Quando se fala de Mercosul, sabe-se dos entraves. Falar em moeda comum não é algo utópico diante de tantas coisas que não avançaram?

É difícil para o Brasil aceitar, porém, à medida que os bancos centrais assumirem os riscos próprios de implementar essa moeda, pode sair. O problema é que com uma inflação de 100% na Argentina e com a deterioração da moeda, independentemente de que os bancos centrais façam sua parte, vai ficar muito difícil convencer os exportadores brasileiros a aceitar o peso. E mais difícil ainda, por incrível que possa parecer, vai ser os exportadores argentinos aceitarem o real. Porque, nós, argentinos, pensamos em dólares. A percepção do empresário brasileiro é complexa: a gente estava preocupado aqui com uma inflação de 10%, os argentinos têm uma inflação de 100%. É um tema que vai exigir não só um marco regulatório, mas uma mudança de mentalidade muito grande dos atores econômicos dos dois países.

Com relação ao acordo Mercosul-União Europeia, há muita resistência de alguns países como a França. Como destravar?

Somos muito favoráveis por destravar o acordo por dois motivos. Primeiro, porque é um negócio de US$ 750 milhões para o Mercosul. Mas esse não é o principal motivo. O principal é que esse acordo vai obrigar a modernizar, flexibilizar o próprio Tratado do Mercosul. Como te falei, o Mercosul precisa ser atualizado, modernizado. Está velho. O acordo com a UE força essa atualização.

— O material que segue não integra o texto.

use std::collections::HashMap;
use std::sync::Arc;

use switchyard_project::ProjectId;
use switchyard_project::path::{SystemPath, normalized_key};
use switchyard_registry::ProjectAdapter;

/// Run-scoped lookup cache for one grouping call.
///
/// Holds a root-path index built once from the run's project set and a
/// memo of every path already resolved, including negative results.
/// Never outlives the grouping call that created it.
pub struct RunLookupCache {
    adapters_by_id: HashMap<ProjectId, Arc<ProjectAdapter>>,
    roots: HashMap<String, ProjectId>,
    by_path: HashMap<String, Option<ProjectId>>,
}

impl RunLookupCache {
    #[must_use]
    pub fn new(projects: &[Arc<ProjectAdapter>]) -> Self {
        let mut adapters_by_id = HashMap::with_capacity(projects.len());
        let mut roots = HashMap::with_capacity(projects.len());

        for project in projects {
            adapters_by_id.insert(project.id().clone(), Arc::clone(project));
            roots.insert(
                normalized_key(project.project().root()),
                project.id().clone(),
            );
        }

        Self {
            adapters_by_id,
            roots,
            by_path: HashMap::new(),
        }
    }

    /// The project registered exactly at `root`, if any.
    #[must_use]
    pub fn project_at_root(&self, root: &SystemPath) -> Option<Arc<ProjectAdapter>> {
        self.roots
            .get(&normalized_key(root))
            .and_then(|id| self.adapter(id))
    }

    /// Outer `None` = never resolved; `Some(None)` = resolved to no owner.
    #[must_use]
    pub fn lookup(&self, path: &SystemPath) -> Option<Option<Arc<ProjectAdapter>>> {
        self.by_path
            .get(&normalized_key(path))
            .map(|cached| cached.as_ref().and_then(|id| self.adapter(id)))
    }

    pub fn insert(&mut self, path: &SystemPath, owner: Option<&ProjectId>) {
        self.by_path.insert(normalized_key(path), owner.cloned());
    }

    fn adapter(&self, id: &ProjectId) -> Option<Arc<ProjectAdapter>> {
        self.adapters_by_id.get(id).map(Arc::clone)
    }
}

Em questões ambientais, por exemplo.

Em questões ambientais, tributárias, eliminar barreiras, uniformizar todo o sistema de certificação de produtos. Não faz sentido que um carro tenha de ter certificação argentina e brasileira. Que um alimento tenha certificado lá, e que a etiqueta de lá não sirva aqui, e vice-versa. Há um monte de ineficiências estruturais que o acordo com a UE vai eliminar. Os europeus vão dizer: "Fiz um acordo com o Mercosul, se (o produto) vem do Brasil ou da Argentina, tanto faz. Mas a etiqueta tem de ser única". Mas convencer os franceses não será fácil. Tomara que Lula consiga. Obviamente, para Bolsonaro era impossível. Também não sei o quanto Lula está convencido desse acordo. Porém, se alguém é capaz de convencer os franceses pode ser o presidente Lula. A pergunta é se o presidente Lula está convencido do acordo.